DATA EXTRACTS:
Segment Open

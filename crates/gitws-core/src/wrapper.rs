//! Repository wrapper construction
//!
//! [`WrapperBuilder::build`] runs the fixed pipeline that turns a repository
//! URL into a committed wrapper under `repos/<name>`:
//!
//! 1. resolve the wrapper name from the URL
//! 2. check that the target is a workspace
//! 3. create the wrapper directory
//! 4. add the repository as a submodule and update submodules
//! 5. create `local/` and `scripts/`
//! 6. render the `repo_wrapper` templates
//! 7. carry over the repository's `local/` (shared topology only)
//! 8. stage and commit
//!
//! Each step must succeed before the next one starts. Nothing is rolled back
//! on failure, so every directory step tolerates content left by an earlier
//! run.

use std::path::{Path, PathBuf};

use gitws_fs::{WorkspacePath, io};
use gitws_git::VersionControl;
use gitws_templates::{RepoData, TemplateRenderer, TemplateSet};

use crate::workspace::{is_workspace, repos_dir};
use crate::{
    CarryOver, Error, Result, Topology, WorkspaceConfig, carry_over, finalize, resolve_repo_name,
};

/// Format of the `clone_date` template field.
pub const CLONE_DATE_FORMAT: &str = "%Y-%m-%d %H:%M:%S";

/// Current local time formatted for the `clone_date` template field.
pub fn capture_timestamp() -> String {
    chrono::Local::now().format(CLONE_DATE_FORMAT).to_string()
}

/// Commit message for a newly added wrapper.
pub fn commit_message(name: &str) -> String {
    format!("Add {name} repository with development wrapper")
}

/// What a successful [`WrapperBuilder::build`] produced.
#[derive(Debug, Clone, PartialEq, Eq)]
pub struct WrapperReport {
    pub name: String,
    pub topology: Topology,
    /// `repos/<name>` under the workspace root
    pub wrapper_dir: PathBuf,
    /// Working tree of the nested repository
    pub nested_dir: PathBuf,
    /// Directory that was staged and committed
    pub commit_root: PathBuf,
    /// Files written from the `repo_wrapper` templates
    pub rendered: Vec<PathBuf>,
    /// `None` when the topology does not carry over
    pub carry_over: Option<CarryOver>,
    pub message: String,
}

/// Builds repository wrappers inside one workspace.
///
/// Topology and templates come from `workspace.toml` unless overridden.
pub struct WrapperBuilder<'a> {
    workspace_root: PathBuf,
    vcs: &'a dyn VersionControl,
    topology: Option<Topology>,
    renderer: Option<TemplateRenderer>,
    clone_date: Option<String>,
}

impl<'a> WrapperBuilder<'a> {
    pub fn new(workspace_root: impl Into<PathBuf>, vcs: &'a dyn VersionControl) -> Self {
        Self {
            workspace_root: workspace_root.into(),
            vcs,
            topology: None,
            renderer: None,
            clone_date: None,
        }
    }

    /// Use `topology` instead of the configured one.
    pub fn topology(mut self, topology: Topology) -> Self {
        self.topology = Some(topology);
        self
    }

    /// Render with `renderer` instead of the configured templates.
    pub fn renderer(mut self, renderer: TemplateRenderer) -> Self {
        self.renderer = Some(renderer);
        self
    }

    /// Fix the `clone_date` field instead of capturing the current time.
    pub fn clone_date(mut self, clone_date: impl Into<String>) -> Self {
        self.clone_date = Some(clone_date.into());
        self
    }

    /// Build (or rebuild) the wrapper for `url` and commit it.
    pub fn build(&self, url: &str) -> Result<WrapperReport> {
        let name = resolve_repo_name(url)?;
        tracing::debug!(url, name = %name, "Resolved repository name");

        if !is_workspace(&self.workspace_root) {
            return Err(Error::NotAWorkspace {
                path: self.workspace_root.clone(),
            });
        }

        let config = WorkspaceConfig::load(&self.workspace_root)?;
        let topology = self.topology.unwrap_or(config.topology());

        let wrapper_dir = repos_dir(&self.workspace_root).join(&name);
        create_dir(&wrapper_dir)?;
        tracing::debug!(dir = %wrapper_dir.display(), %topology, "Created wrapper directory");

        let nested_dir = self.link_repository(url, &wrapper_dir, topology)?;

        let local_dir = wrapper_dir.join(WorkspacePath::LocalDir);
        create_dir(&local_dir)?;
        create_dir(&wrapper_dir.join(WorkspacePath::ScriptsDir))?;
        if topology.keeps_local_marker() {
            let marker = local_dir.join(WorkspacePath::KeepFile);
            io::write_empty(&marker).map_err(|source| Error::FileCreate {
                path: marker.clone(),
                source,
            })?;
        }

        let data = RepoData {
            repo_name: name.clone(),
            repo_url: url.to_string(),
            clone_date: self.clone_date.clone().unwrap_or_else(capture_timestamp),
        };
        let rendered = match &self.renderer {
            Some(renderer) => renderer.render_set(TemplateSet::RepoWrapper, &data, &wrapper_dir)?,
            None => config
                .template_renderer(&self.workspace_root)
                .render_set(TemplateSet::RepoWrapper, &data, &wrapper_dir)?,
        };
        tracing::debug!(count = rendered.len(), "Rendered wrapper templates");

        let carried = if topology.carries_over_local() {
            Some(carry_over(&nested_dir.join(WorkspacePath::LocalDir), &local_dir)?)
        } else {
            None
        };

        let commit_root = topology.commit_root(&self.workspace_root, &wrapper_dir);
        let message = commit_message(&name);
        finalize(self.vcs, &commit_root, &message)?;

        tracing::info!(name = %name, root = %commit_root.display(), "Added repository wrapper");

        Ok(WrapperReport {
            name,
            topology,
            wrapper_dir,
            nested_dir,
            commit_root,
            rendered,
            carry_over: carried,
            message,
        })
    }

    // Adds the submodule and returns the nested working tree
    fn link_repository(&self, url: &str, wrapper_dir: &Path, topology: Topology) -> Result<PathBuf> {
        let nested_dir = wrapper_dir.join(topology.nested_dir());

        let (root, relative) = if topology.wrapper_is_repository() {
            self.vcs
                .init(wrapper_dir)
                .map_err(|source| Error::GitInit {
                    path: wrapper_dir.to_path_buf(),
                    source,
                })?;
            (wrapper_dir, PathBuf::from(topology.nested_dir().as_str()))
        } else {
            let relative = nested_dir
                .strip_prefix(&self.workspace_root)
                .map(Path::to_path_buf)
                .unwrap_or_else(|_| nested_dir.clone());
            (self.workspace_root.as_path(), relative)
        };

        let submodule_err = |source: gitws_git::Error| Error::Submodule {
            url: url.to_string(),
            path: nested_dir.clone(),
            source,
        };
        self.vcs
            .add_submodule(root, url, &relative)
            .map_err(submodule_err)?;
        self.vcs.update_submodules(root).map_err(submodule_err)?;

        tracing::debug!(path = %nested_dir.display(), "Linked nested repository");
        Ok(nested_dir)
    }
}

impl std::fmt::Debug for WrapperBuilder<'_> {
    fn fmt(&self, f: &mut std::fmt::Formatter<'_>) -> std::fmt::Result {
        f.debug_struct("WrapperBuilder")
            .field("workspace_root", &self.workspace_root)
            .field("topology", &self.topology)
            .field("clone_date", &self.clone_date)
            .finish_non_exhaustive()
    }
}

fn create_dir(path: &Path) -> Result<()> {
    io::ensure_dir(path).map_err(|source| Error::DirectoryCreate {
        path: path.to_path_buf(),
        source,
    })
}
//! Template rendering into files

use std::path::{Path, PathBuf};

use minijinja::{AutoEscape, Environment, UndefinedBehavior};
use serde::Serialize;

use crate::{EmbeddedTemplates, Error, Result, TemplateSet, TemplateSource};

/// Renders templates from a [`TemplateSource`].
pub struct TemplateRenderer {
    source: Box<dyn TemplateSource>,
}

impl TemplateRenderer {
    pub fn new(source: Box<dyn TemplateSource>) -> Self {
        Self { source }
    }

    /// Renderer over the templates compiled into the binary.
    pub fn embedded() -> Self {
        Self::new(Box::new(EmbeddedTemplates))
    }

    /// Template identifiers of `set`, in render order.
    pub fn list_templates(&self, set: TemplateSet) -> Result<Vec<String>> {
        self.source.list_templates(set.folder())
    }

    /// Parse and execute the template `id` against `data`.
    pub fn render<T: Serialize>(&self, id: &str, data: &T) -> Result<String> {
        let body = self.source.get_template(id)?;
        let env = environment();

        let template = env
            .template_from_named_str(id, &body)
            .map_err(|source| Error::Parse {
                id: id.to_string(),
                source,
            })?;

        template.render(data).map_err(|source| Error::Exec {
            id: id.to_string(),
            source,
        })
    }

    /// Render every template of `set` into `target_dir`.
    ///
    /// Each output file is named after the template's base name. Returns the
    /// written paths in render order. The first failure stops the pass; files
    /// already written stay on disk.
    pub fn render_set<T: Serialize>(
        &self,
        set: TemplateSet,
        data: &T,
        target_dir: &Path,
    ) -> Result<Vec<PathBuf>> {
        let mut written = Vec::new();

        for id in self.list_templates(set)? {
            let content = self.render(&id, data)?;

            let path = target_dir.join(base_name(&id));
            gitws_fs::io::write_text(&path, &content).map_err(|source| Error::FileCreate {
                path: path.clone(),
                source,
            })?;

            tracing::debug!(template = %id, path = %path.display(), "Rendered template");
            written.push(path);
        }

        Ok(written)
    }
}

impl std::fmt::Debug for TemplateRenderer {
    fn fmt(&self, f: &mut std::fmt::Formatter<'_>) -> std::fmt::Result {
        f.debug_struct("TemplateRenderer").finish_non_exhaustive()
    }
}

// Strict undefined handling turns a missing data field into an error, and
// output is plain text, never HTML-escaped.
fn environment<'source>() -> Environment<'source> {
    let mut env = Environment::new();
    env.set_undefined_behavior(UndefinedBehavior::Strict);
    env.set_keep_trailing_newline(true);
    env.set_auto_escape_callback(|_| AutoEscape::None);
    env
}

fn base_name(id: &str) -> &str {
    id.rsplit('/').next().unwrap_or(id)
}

Segment Closed

EXERCISE AIM:
Lines after the one containing "and update submodules" are not part of the task. Output the entries exactly from their first line through that one.

SOLUTION BELOW:
filename crates/gitws-core/src/wrapper.rs
//! Repository wrapper construction
//!
//! [`WrapperBuilder::build`] runs the fixed pipeline that turns a repository
//! URL into a committed wrapper under `repos/<name>`:
//!
//! 1. resolve the wrapper name from the URL
//! 2. check that the target is a workspace
//! 3. create the wrapper directory
//! 4. add the repository as a submodule and update submodules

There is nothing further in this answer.